Tanker: A Multi-Datacenter Customer Data Migration Framework

Sergei Kretov
Pipedrive R&D Blog
Published in
9 min readJun 15, 2020
Illustrative diagram of multi-dc data migration

Intro

Every successful or growing SaaS company usually reaches the point where serving customers from one datacenter (DC) isn’t enough and a change in infrastructure, architecture, and software applications will be necessary.

As you likely know, serving customers from multiple DCs can be quite challenging and it requires proper design and implementation from the lowest levels of networking all the way to considering external requirements like customer data protection rules. This is all done for the goal of a faster, more secure, and more reliable service.

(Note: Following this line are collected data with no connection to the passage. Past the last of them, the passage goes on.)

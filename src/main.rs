//! booklib CLI entrypoint

use anyhow::Result;
use clap::Parser;
use tracing_subscriber::{layer::SubscriberExt, util::SubscriberInitExt, EnvFilter};

use booklib::cli::Cli;

#[tokio::main]
async fn main() -> Result<()> {
    // Initialize tracing (stderr, so --json output stays clean)
    tracing_subscriber::registry()
        .with(EnvFilter::try_from_default_env().unwrap_or_else(|_| EnvFilter::new("info")))
        .with(
            tracing_subscriber::fmt::layer()
                .with_target(false)
                .with_writer(std::io::stderr),
        )
        .init();

    // Parse and execute CLI
    let cli = Cli::parse();
    cli.execute().await
}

Pipedrive is no exception to this rule.

In this article I touch on the history and reasons behind implementing our own mechanisms for customer data lifecycle. I will also go deeper into the data migration platform we have built and use, and lastly touch on future enhancement possibilities.

History

Let’s start with the “Megaparsec” project (as we call it) that was brought to the table in 2017 when we decided that a second DC is inevitable. From that point forward, our Infrastructure team and a few others have begun preparing for a giant leap.

Image from: forbes.com

One of the main contributors behind needing a new DC, was the introduction of GDPR, a regulation that forced us (beginning May 28th of 2018) to store European Union (EU) customer data within the EU — all while we were continuously getting more and more customers from that region.

From day one, Pipedrive has had EU clients that were stored in the United States based DC. To abide by GDPR rules, their data had to somehow be sent back to and served from the EU, to comply with new data protection policies (and to make our EU customers happier with faster response times and increased security).

Before data migration we needed to solve the multi-dc request routing problems. This is where Barista — our own public requests gateway service — came into play. It provided us with an easy request routing from DC to DC, centralized authentication mechanisms, rate-limiting, service discovery and more. This service deserves an article of its own, so I won’t get into details now.

After we solved the cross-continent network issues, it was time to move the customer data. First, customer DBs were migrated manually by our devops, but this wasn’t a scalable solution going forward.

The good part is that there were only few a microservices with their own DBs at this time — some already had them in addition to main customer data that was in company dedicated DB. [You can read more about the database architecture in this article by our very own Infra Architect, Vladimir Zulin.] With the number of services and dedicated DBs growing every month, manual data migration started to become a pain.

It came as no surprise when Pipedrive’s CTO Sergei Anikin, approved development of Tanker — a multi-dc customer data migration framework and orchestrator service.

Illustration of a tanker ship

Why Tanker? Because tankers are ships used to transfer goods, and our service is one that transfers valuable customer data.

My team started this project in Q4 of 2017 and then launched it live in Q2 of 2018.

An interesting factoid, is that Tanker became the first big service written in golang in Pipedrive and it opened a route to this stack for other services, teams and now tribes.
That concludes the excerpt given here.